Write out, word for word, the first line of the data below and every line after it through the one containing "is being dragged.".
--- Supplied material Enclosed Below ---
//! Bounded undo/redo history of committed route snapshots.
//!
//! Drag previews are a separate `Transition` variant and never reach the undo
//! stack; busy toggles live in `LoadingSignal` and are not transitions at all.

use std::collections::VecDeque;
use std::mem;

use crate::model::RouteModel;
use crate::polyline::Coordinate;

/// Default number of history frames, current state included.
pub const DEFAULT_CAPACITY: usize = 10;

/// A coordinate-only move of one waypoint while it is being dragged.
#[derive(Debug, Clone, Copy, PartialEq)]
pub struct PreviewMove {
    pub index: usize,
    pub coordinate: Coordinate,
}

/// A change applied to the history.
#[derive(Debug, Clone, PartialEq)]
pub enum Transition {
    /// A new committed snapshot; recorded for undo.
    Commit(RouteModel),
    /// A transient overlay on the committed snapshot; never recorded.
    Preview(PreviewMove),
}

/// Undo/redo manager holding whole snapshots.
#[derive(Debug, Clone)]
pub struct HistoryManager {
    undo_stack: VecDeque<RouteModel>,
    current: RouteModel,
    redo_stack: Vec<RouteModel>,
    preview: Option<RouteModel>,
    capacity: usize,
}

impl Default for HistoryManager {
    fn default() -> Self {
        Self::new_with_capacity(DEFAULT_CAPACITY)
    }
}

impl HistoryManager {
    /// Creates a history starting from the empty route.
    ///
    /// `capacity` counts frames including the current one; it is at least 1.
    pub fn new_with_capacity(capacity: usize) -> Self {
        let capacity = capacity.max(1);
        Self {
            undo_stack: VecDeque::with_capacity(capacity),
            current: RouteModel::empty(),
            redo_stack: Vec::new(),
            preview: None,
            capacity,
        }
    }

    /// The visible state: the drag preview if any, else the committed state.
    pub fn current(&self) -> &RouteModel {
        self.preview.as_ref().unwrap_or(&self.current)
    }

    pub fn committed(&self) -> &RouteModel {
        &self.current
    }

    pub fn has_preview(&self) -> bool {
        self.preview.is_some()
    }

    pub fn capacity(&self) -> usize {
        self.capacity
    }

    /// Number of committed frames held, current state included.
    pub fn frame_count(&self) -> usize {
        self.undo_stack.len() + 1
    }

    pub fn can_undo(&self) -> bool {
        !self.undo_stack.is_empty()
    }

    pub fn can_redo(&self) -> bool {
        !self.redo_stack.is_empty()
    }

    pub fn apply(&mut self, transition: Transition) -> &RouteModel {
        match transition {
            Transition::Commit(model) => {
                let previous = mem::replace(&mut self.current, model);
                self.push_undo(previous);
                self.redo_stack.clear();
                self.preview = None;
            }
            Transition::Preview(PreviewMove { index, coordinate }) => {
                self.preview = Some(self.current.with_waypoint_moved(index, coordinate));
            }
        }
        self.current()
    }

    /// Drops the drag preview, showing the committed state again.
    pub fn discard_preview(&mut self) {
        self.preview = None;
    }

    /// Restores the previous committed frame.
    pub fn undo(&mut self) -> Option<&RouteModel> {
        let previous = self.undo_stack.pop_back()?;
        self.preview = None;
        let undone = mem::replace(&mut self.current, previous);
        self.redo_stack.push(undone);
        Some(&self.current)
    }

    /// Re-applies the most recently undone frame.
    pub fn redo(&mut self) -> Option<&RouteModel> {
        let next = self.redo_stack.pop()?;
        self.preview = None;
        let previous = mem::replace(&mut self.current, next);
        self.push_undo(previous);
        Some(&self.current)
    }

    /// Replaces everything with `model` as the only frame.
    pub fn reset(&mut self, model: RouteModel) {
        self.undo_stack.clear();
        self.redo_stack.clear();
        self.preview = None;
        self.current = model;
    }

    fn push_undo(&mut self, model: RouteModel) {
        if self.undo_stack.len() + 1 >= self.capacity {
            self.undo_stack.pop_front();
        }
        if self.capacity > 1 {
            self.undo_stack.push_back(model);
        }
    }
}

#[cfg(test)]
mod tests {
    use super::*;

    fn route_with_waypoints(count: usize) -> RouteModel {
        let waypoints = (0..count)
            .map(|i| Coordinate::new(i as f64 * 0.001, 0.0))
            .collect::<Vec<_>>();
        let segments = waypoints
            .windows(2)
            .map(|pair| pair.to_vec().into())
            .collect::<Vec<_>>();
        RouteModel::from_parts(waypoints, segments, 0.0).unwrap()
    }

    #[test]
    fn test_empty_history_cannot_undo_or_redo() {
        let history = HistoryManager::default();
        assert!(!history.can_undo());
        assert!(!history.can_redo());
        assert_eq!(history.frame_count(), 1);
        assert!(history.current().is_empty());
    }

    #[test]
    fn test_undo_restores_state_before_commit() {
        let mut history = HistoryManager::default();
        history.apply(Transition::Commit(route_with_waypoints(2)));
        history.apply(Transition::Commit(route_with_waypoints(3)));

        let restored = history.undo().expect("undo available");
        assert_eq!(restored.waypoint_count(), 2);
        assert!(history.can_redo());
    }

    #[test]
    fn test_redo_restores_undone_state() {
        let mut history = HistoryManager::default();
        let committed = route_with_waypoints(4);
        history.apply(Transition::Commit(committed.clone()));
        history.undo();
        assert!(history.current().is_empty());

        let redone = history.redo().expect("redo available");
        assert_eq!(redone, &committed);
        assert!(!history.can_redo());
    }

    #[test]
    fn test_new_commit_clears_redo_stack() {
        let mut history = HistoryManager::default();
        history.apply(Transition::Commit(route_with_waypoints(1)));
        history.apply(Transition::Commit(route_with_waypoints(2)));
        history.undo();
        assert!(history.can_redo());

        history.apply(Transition::Commit(route_with_waypoints(5)));
        assert!(!history.can_redo());
    }

    #[test]
    fn test_respects_capacity() {
        let mut history = HistoryManager::new_with_capacity(10);
        for i in 1..=11 {
            history.apply(Transition::Commit(route_with_waypoints(i)));
        }
        assert_eq!(history.frame_count(), 10);

        let mut undo_count = 0;
        while history.undo().is_some() {
            undo_count += 1;
        }
        assert_eq!(undo_count, 9);
        // frames 1 and 0 (the empty start) were evicted
        assert_eq!(history.current().waypoint_count(), 2);
    }

    #[test]
    fn test_preview_overlays_without_recording() {
        let mut history = HistoryManager::default();
        history.apply(Transition::Commit(route_with_waypoints(3)));
        let frames = history.frame_count();

        let moved = Coordinate::new(5.0, 5.0);
        for step in 0..50 {
            history.apply(Transition::Preview(PreviewMove {
                index: 1,
                coordinate: Coordinate::new(step as f64, 0.0),
            }));
        }
        history.apply(Transition::Preview(PreviewMove {
            index: 1,
            coordinate: moved,
        }));

        assert_eq!(history.frame_count(), frames);
        assert!(history.has_preview());
        assert_eq!(history.current().waypoints()[1], moved);
        assert_ne!(history.committed().waypoints()[1], moved);

        history.discard_preview();
        assert_eq!(history.current(), history.committed());
    }

    #[test]
    fn test_commit_replaces_preview() {
        let mut history = HistoryManager::default();
        history.apply(Transition::Commit(route_with_waypoints(2)));
        history.apply(Transition::Preview(PreviewMove {
            index: 0,
            coordinate: Coordinate::new(9.0, 9.0),
        }));
        history.apply(Transition::Commit(route_with_waypoints(3)));
        assert!(!history.has_preview());
        assert_eq!(history.frame_count(), 3);
    }

    #[test]
    fn test_reset_leaves_single_frame() {
        let mut history = HistoryManager::default();
        history.apply(Transition::Commit(route_with_waypoints(2)));
        history.reset(route_with_waypoints(6));
        assert_eq!(history.frame_count(), 1);
        assert!(!history.can_undo());
        assert_eq!(history.current().waypoint_count(), 6);
    }
}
--- End of Enclosed Supplied material ---
_Exercise solution_
//! Bounded undo/redo history of committed route snapshots.
//!
//! Drag previews are a separate `Transition` variant and never reach the undo
//! stack; busy toggles live in `LoadingSignal` and are not transitions at all.

use std::collections::VecDeque;
use std::mem;

use crate::model::RouteModel;
use crate::polyline::Coordinate;

/// Default number of history frames, current state included.
pub const DEFAULT_CAPACITY: usize = 10;

/// A coordinate-only move of one waypoint while it is being dragged.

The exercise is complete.